On the real stage of the world and from Washington, D.C. Now, Trump Card is available on a whole bunch of platforms.
You can see it on iTunes.
You can get it on Amazon, Amazon Prime, YouTube, Xfinity, Verizon, Dish.
But you can also get it on Salem.
Now, Salem is the company, the media company that I'm partnering with to do this podcast.
And Salem has its own platform.
It's called SalemNow, SalemNow.com.
And on SalemNow.com, you can watch Drunk Card.
But they're also offering a special on the physical DVDs.
If you want to have a DVD... And show it to people.
And those DVDs are now like $9.95.
So they're a great deal. And you can get it by going to SalemNow.com and ordering it from there.
So great gift.
Great thing to have at home.
And I think you'll see post-election how this movie, made before the election, started a year before the election, Really calls it.
And thus, lays out the path forward, but also lays out ways in which we can mount an effective ongoing resistance.
Now, it's time for our mailbox question, so let's go to it.
Listen. Hi, Dinesh.
Well, it's been 100 days since Biden's been in office, and I encountered a website, FiveThirtyEight, which lists his ratings from pollsters Ipsos, Rasmussen, YouGov, Morning Consult.
These are the sources, and it shows an approval rating of an average of about 53%.
Between the cancellation and job losses of the Keystone Pipeline, the gaffes, The evasion from public appearances and questions from the press and especially the border crisis.
Do you think those numbers are correct?
And finally, with the silent majority that's supposed to be out there, how do you explain that?
Thank you. I'd like to say a couple of things in response.
The first thing is, I don't believe that these polls are really all that sound.
And we've seen that not just from the 2020 election.
In the 2020 election, the polls predicted a decisive Biden victory, a sweeping victories for Democratic candidates in the House and the Senate.
Republicans were supposed to have decisively lost both.
And in fact, that was not true.
Republicans held their seats very well, gained seats in the House.
The Senate is, as you know, 50-50.
And that's after the sort of catastrophic post-election runoffs in Georgia.
And of course, the polls were equally off in 2016.
So they clearly understate the conservative vote.
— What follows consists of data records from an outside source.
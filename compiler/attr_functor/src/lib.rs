//! Attribute functors.
//!
//! Single dispatch over attribute nodes keyed by their runtime `TypeIndex`,
//! and the two algorithms built on it:
//! - [`AttrsEqual`]: deep structural equality
//! - [`AttrsHash`]: structural hashing, consistent with `AttrsEqual`
//!
//! # Dispatch
//!
//! A visitor implements [`AttrFunctor`]. Its only required method is
//! `visit_default`; every per-variant method falls back to it. The first
//! `visit` on a visitor type builds that type's [`DispatchTable`] once; once
//! a thread has resolved the table, its later visits take no lock.
//!
//! # Policies
//!
//! - Arrays, operator operands and call arguments compare and hash in order.
//!   `Add(x, 1)` and `Add(1, x)` are different attributes.
//! - String maps compare by key set and hash with an order-insensitive sum.
//! - `SizeVar` is compared and hashed as `Var`.
//! - Undefined (`None`) equals only undefined and hashes to `0`.

mod dispatch;
mod equal;
mod functor;
mod hash;
mod key;

pub use dispatch::{DispatchError, DispatchTable, DispatchTableBuilder, Handler};
pub use equal::{attrs_equal, AttrsEqual};
pub use functor::AttrFunctor;
pub use hash::{attrs_hash, combine, type_salt, AttrsHash};
pub use key::AttrKey;
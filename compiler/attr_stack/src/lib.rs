//! Stack growth for recursive attribute walks.
//!
//! Structural equality and hashing recurse once per tree level. Attribute
//! trees built programmatically (long `Select` chains, nested arrays of
//! configuration) have no depth limit, so every recursive step goes through
//! [`ensure_sufficient_stack`], which allocates a fresh stack segment when
//! the current one runs low.
//!
//! On `wasm32` the guard is a plain call.

/// Remaining stack below which a new segment is allocated (128KB).
const RED_ZONE: usize = 128 * 1024;

/// Size of each newly allocated stack segment (2MB).
const SEGMENT_SIZE: usize = 2 * 1024 * 1024;

/// Run `f`, first growing the stack if fewer than [`RED_ZONE`] bytes remain.
///
/// Wrap the body of any function that recurses into child attributes:
///
/// ```text
/// fn hash(&mut self, node: &Attr) -> u64 {
///     ensure_sufficient_stack(|| self.visit(node, ()))
/// }
/// ```
#[inline]
#[cfg(not(target_arch = "wasm32"))]
pub fn ensure_sufficient_stack<R>(f: impl FnOnce() -> R) -> R {
    stacker::maybe_grow(RED_ZONE, SEGMENT_SIZE, f)
}

/// `wasm32` manages its own stack; call through.
#[inline]
#[cfg(target_arch = "wasm32")]
pub fn ensure_sufficient_stack<R>(f: impl FnOnce() -> R) -> R {
    f()
}

#[cfg(test)]
mod tests;
use super::*;

/// A boxed linked chain, standing in for a deeply nested attribute tree.
enum Chain {
    End,
    Link(Box<Chain>),
}

fn build_chain(depth: usize) -> Chain {
    let mut chain = Chain::End;
    for _ in 0..depth {
        chain = Chain::Link(Box::new(chain));
    }
    chain
}

fn chain_depth(chain: &Chain) -> usize {
    ensure_sufficient_stack(|| match chain {
        Chain::End => 0,
        Chain::Link(next) => chain_depth(next) + 1,
    })
}

fn drop_chain(chain: Chain) {
    // Iterative teardown so the test itself cannot overflow on drop.
    let mut current = chain;
    while let Chain::Link(next) = current {
        current = *next;
    }
}

#[test]
fn shallow_walk() {
    let chain = build_chain(16);
    assert_eq!(chain_depth(&chain), 16);
    drop_chain(chain);
}

#[test]
fn deep_walk_grows_stack() {
    let chain = build_chain(200_000);
    assert_eq!(chain_depth(&chain), 200_000);
    drop_chain(chain);
}

#[test]
fn passes_result_through() {
    let result: Result<u64, &str> = ensure_sufficient_stack(|| Ok(7));
    assert_eq!(result, Ok(7));
}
Now... That's the first thing.
I've also seen some data about how these polls are oversampling Democrats.
It appears that the pollsters have gone into the wishful thinking business.
They want to produce an outcome.
It's kind of like the media. The media is supposed to be a reflection of the ideas of the people.
It's supposed to ultimately exhibit publicly, if you will, the debates that are going on in the society.
But in fact, our media doesn't do that.
Similarly, the pollsters, I think, have gone into the let's promote Biden business.
Let's ask people things in a way that's going to make them favorable.
Like, are you feeling good as the nation comes out of COVID? Well, yes, I am.
So you must be feeling pretty good about Biden then.
Well, I guess so.
So this is not polling.
This is basically advocacy disguised as polling.
So bottom line, I don't think we should worry about it.
I think we should continue to make our case.
And the big question will be answered sort of next year, which is, are the American people?
The Democrats have not hesitated to go radical on us.
They're doing it in spades.
They're pushing the envelope.
So the question is, is the ordinary American okay with this?
Or as the ordinary American, you know what?
I don't like surging crime rates.
I don't like surging taxes.
I don't like paying more for gas.
I don't like the fact that we are seeing this kind of breakdown of the guardrails of society.
I don't like the political prosecution of opponents.
I don't like all this censorship that the Democrats are literally baying and cheering for on social media.
So, I'm going to send these people a message that they're not going to forget.
That's the big unanswered question.
I think that the American people are going to get a taste of what democratic socialism looks like.
They're not going to like the taste of it.
And come November 2022, they're going to want to spit it out.